**PROBLEM REQUIREMENTS**
Your answer should be every line below that includes the word "DebitOutcome".

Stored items
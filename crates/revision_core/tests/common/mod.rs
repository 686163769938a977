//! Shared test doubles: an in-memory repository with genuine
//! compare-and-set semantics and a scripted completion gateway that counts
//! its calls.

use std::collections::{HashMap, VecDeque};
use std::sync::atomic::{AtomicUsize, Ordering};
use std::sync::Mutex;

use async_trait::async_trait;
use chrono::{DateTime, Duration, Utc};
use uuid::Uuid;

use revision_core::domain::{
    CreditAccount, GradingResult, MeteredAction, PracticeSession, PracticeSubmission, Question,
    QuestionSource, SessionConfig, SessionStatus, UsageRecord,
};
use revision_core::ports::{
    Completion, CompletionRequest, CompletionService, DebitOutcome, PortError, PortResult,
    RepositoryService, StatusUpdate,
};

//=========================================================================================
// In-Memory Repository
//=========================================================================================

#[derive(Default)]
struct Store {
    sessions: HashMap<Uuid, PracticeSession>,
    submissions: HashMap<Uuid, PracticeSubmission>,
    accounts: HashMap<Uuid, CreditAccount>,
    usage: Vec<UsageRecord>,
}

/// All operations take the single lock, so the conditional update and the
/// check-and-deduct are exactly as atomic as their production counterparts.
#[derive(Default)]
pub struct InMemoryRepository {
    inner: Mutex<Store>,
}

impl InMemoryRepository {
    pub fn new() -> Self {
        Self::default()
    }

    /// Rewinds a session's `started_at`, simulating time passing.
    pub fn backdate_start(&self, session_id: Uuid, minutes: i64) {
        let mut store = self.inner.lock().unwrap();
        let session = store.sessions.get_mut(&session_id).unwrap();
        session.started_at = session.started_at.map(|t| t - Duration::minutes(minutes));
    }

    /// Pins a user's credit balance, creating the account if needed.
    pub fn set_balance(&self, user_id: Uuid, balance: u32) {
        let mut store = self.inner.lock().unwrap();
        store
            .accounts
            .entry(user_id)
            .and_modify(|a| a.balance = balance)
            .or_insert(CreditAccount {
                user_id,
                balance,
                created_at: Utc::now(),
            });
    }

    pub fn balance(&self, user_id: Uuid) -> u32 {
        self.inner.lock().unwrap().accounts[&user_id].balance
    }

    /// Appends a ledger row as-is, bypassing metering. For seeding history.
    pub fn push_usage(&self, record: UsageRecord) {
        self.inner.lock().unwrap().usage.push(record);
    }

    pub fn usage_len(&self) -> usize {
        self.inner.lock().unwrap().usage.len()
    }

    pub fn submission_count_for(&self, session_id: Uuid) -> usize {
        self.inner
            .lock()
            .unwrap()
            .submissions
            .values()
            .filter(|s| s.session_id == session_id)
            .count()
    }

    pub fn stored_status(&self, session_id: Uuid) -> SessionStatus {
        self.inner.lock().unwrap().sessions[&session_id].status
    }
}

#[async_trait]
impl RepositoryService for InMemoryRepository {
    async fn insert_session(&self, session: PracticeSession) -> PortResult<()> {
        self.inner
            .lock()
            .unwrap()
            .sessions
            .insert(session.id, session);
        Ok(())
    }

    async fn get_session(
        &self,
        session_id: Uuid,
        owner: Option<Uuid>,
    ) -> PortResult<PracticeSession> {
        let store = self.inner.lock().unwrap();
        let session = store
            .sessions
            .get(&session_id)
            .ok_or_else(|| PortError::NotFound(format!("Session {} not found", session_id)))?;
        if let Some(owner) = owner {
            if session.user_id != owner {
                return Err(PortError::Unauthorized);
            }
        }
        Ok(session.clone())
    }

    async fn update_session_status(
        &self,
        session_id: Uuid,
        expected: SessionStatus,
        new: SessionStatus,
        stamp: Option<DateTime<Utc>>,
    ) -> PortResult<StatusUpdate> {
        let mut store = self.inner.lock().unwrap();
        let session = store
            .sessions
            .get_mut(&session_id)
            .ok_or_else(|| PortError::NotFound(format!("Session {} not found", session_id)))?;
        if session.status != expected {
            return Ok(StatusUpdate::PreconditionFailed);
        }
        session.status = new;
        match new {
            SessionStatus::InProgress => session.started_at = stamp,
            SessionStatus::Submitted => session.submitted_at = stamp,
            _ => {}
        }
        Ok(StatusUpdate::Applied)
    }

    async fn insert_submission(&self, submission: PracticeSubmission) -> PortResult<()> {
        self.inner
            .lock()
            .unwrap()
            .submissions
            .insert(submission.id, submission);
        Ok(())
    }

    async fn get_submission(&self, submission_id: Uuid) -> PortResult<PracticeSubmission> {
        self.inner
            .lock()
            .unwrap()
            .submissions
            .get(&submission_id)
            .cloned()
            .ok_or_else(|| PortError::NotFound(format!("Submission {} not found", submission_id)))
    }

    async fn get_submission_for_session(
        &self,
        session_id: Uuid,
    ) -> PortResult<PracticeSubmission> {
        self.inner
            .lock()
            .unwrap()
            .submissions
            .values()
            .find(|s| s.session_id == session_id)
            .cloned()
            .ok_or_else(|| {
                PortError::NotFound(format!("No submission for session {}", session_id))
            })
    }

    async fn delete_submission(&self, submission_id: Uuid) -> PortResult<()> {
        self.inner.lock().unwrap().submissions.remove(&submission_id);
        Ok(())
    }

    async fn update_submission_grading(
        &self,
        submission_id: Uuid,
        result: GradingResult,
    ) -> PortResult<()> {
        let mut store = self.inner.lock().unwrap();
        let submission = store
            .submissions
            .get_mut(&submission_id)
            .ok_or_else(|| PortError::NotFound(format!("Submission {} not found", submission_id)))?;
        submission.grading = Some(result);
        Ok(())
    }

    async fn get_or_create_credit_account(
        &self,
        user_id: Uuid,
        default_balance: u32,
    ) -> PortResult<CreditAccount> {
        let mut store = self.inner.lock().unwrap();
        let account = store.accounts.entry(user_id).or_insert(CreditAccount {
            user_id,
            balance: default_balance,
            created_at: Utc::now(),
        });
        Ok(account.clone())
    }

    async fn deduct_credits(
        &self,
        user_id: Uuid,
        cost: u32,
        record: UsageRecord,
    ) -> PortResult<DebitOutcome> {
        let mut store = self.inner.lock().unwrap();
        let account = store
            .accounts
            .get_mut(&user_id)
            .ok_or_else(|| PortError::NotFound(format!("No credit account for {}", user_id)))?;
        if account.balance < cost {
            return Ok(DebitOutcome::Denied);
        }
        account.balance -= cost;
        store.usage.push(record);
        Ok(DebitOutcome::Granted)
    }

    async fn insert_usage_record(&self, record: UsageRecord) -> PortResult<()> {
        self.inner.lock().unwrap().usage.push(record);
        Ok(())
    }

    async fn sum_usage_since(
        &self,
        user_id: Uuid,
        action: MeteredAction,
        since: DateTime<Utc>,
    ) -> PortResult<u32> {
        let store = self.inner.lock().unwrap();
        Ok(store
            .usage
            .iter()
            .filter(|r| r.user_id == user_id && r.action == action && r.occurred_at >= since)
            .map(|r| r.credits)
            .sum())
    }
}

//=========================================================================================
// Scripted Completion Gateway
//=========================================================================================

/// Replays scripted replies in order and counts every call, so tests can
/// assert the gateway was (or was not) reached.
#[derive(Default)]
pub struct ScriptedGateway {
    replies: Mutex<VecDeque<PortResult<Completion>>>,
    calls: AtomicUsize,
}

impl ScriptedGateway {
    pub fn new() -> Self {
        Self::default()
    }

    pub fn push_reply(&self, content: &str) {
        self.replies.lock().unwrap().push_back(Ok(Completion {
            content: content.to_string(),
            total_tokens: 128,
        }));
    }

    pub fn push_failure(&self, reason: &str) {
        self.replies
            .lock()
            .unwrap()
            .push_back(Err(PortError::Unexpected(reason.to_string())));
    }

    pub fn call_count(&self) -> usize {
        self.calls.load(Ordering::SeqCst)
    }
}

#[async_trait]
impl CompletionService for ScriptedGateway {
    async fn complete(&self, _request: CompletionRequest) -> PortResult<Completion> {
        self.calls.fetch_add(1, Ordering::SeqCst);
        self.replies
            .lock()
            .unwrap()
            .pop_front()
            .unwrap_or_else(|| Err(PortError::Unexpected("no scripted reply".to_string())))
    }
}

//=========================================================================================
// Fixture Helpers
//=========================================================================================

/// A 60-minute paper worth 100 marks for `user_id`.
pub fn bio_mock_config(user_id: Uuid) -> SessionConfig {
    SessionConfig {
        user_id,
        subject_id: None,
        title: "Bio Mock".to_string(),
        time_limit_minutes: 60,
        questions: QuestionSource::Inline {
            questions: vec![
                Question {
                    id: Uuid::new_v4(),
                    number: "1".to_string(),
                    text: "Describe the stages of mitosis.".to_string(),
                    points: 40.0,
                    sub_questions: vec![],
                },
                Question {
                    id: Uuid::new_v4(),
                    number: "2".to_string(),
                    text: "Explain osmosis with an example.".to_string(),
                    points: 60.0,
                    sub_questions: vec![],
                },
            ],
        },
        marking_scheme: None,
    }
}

**TASK RESULT**
    Completion, CompletionRequest, CompletionService, DebitOutcome, PortError, PortResult,
    ) -> PortResult<DebitOutcome> {
            return Ok(DebitOutcome::Denied);
        Ok(DebitOutcome::Granted)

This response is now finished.